俺は言い訳しようとしたが

ロディは本気で冷たい瞳をしている。


………。



少しの沈黙の後

俺は、微かに目を細めて口を開いた。



「…別に、舌は入れてねぇけど。」


「ディープかどうかの問題じゃねぇよボケ!

エンプティよりも先に俺が始末してやろうかこのエロガキ…!」



ギロ、と鋭い目つきで睨まれた俺は

開き直りの発言も軽く潰される。



ドス黒いオーラを放つロディに、俺は動揺しながらも言葉を続けた。



「俺だって、分かってたんだ。

俺が気持ちを伝えたままいなくなったら、一生ルミナを縛り付けることになることも。

今までギルとして一線引いてきた意味がなくなることも。」



「!」



ロディが、微かに目を見開いた。


俺は、顔を伏せながら呟く。



「…でも、やっぱり、後悔を残したくなかったんだ。

“嘘”という形でもいいから…ルミナに伝えたかった。
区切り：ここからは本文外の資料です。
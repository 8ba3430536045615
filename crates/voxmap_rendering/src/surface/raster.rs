//! Software surface backed by an `RgbaImage`.

use image::{Rgba, RgbaImage};
use voxmap_shared::Rgb;

use super::RenderSurface;

const TRANSPARENT: Rgba<u8> = Rgba([0, 0, 0, 0]);

/// In-memory square surface.
///
/// Draw calls paint the unrotated canvas. [`RasterSurface::present`] applies
/// the rotation and the circular mask to produce what the player sees.
#[derive(Clone, Debug)]
pub struct RasterSurface {
    canvas: RgbaImage,
    rotation_deg: f32,
}

impl RasterSurface {
    /// Creates a transparent surface of `size` x `size` pixels.
    #[must_use]
    pub fn new(size: u32) -> Self {
        Self {
            canvas: RgbaImage::new(size, size),
            rotation_deg: 0.0,
        }
    }

    /// The unrotated canvas.
    #[must_use]
    pub const fn canvas(&self) -> &RgbaImage {
        &self.canvas
    }

    /// Current rotation in degrees.
    #[must_use]
    pub const fn rotation(&self) -> f32 {
        self.rotation_deg
    }

    /// Canvas rotated about its center and masked to the inscribed circle.
    #[must_use]
    pub fn present(&self) -> RgbaImage {
        let size = self.canvas.width();
        let half = size as f32 / 2.0;
        let (sin, cos) = self.rotation_deg.to_radians().sin_cos();

        RgbaImage::from_fn(size, size, |x, y| {
            let qx = x as f32 + 0.5 - half;
            let qy = y as f32 + 0.5 - half;
            if qx * qx + qy * qy > half * half {
                return TRANSPARENT;
            }
            // Inverse rotation: find the canvas pixel that lands here.
            let sx = qx * cos + qy * sin + half;
            let sy = -qx * sin + qy * cos + half;
            if sx < 0.0 || sy < 0.0 || sx >= size as f32 || sy >= size as f32 {
                return TRANSPARENT;
            }
            *self.canvas.get_pixel(sx as u32, sy as u32)
        })
    }

    fn blend(&mut self, x: u32, y: u32, src: Rgba<u8>) {
        let [sr, sg, sb, sa] = src.0;
        match sa {
            0 => {}
            u8::MAX => self.canvas.put_pixel(x, y, src),
            _ => {
                let dst = self.canvas.get_pixel_mut(x, y);
                let a = f32::from(sa) / 255.0;
                let mix = |s: u8, d: u8| (f32::from(s) * a + f32::from(d) * (1.0 - a)).round() as u8;
                let out_a = (f32::from(sa) + f32::from(dst.0[3]) * (1.0 - a)).round() as u8;
                dst.0 = [mix(sr, dst.0[0]), mix(sg, dst.0[1]), mix(sb, dst.0[2]), out_a];
            }
        }
    }

    fn paint_where(&mut self, cx: f32, cy: f32, reach: f32, color: Rgb, inside: impl Fn(f32) -> bool) {
        let size = self.canvas.width() as f32;
        let x0 = (cx - reach).floor().max(0.0) as u32;
        let y0 = (cy - reach).floor().max(0.0) as u32;
        let x1 = (cx + reach).ceil().min(size) as u32;
        let y1 = (cy + reach).ceil().min(size) as u32;
        let pixel = Rgba(color.with_alpha(u8::MAX));

        for y in y0..y1 {
            for x in x0..x1 {
                let dx = x as f32 + 0.5 - cx;
                let dy = y as f32 + 0.5 - cy;
                if inside((dx * dx + dy * dy).sqrt()) {
                    self.canvas.put_pixel(x, y, pixel);
                }
            }
        }
    }
}

impl RenderSurface for RasterSurface {
    fn size(&self) -> u32 {
        self.canvas.width()
    }

    fn clear(&mut self) {
        for pixel in self.canvas.pixels_mut() {
            *pixel = TRANSPARENT;
        }
    }

    fn draw_image_scaled(&mut self, image: &RgbaImage, x: f32, y: f32, w: u32, h: u32) {
        if w == 0 || h == 0 || image.width() == 0 || image.height() == 0 {
            return;
        }
        let size = i64::from(self.canvas.width());
        let left = x.floor() as i64;
        let top = y.floor() as i64;

        // Clip the destination rectangle to the canvas.
        let dx0 = (-left).max(0);
        let dy0 = (-top).max(0);
        let dx1 = i64::from(w).min(size - left);
        let dy1 = i64::from(h).min(size - top);

        for dy in dy0..dy1 {
            let sy = (dy * i64::from(image.height()) / i64::from(h)) as u32;
            for dx in dx0..dx1 {
                let sx = (dx * i64::from(image.width()) / i64::from(w)) as u32;
                let src = *image.get_pixel(sx, sy);
                self.blend((left + dx) as u32, (top + dy) as u32, src);
            }
        }
    }

    fn fill_circle(&mut self, cx: f32, cy: f32, radius: f32, color: Rgb) {
        self.paint_where(cx, cy, radius, color, |d| d <= radius);
    }

    fn stroke_circle(&mut self, cx: f32, cy: f32, radius: f32, width: f32, color: Rgb) {
        let half = width / 2.0;
        self.paint_where(cx, cy, radius + half, color, |d| (d - radius).abs() <= half);
    }

    fn set_rotation(&mut self, degrees: f32) {
        self.rotation_deg = degrees;
    }
}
」



しぃん…、とその場が静まり返った。


俺は、そのままロディを直視出来ずに顔を伏せている。


…やっぱり、怒ってるよな。


当然だよ。

ラドリーさんとの約束を破ったんだから。


すると、その時

俺の目の前に、ロディが歩み寄った。


…え?


はっ、とした瞬間

俺の額に激痛が走った。



べしっ!!



「痛ッ!!」



ロディのデコピンは俺の脳みそを揺らすほどの威力。


俺が反射的に額を押さえて痛みに悶絶していると

頭上からロディのいつもの低い声が聞こえた。



「…今回はこれでチャラにしてやる。」



…っ。



俺が顔を上げた瞬間

ロディが軽く俺の頭に手を乗せた。


ロディは、俺の気持ちを理解したかのような少し悲しげな瞳をしていた。



…話せるのがこれで最後かもしれないから。

“次”の約束なんて、出来ないから。



だから、俺は伝えたんだよ。

“本当の気持ち”を、“嘘”と偽って。



ロディには、そんな俺の心の声も聞こえたんだろうか。


軽く俺の頭を小突くと

ロディは、すっ、と車に乗り込んだ。



「…早く隣に乗れ、レイ。」



“相棒”の、隣。



「…あぁ。」



再びタバコをくわえたロディに返事をして

俺は助手席に乗り込んだ。


自身の迷いをかき消すようにアクセルを強く踏み込んだロディは

夜に包まれた街中へ向かって車を走らせたのだった。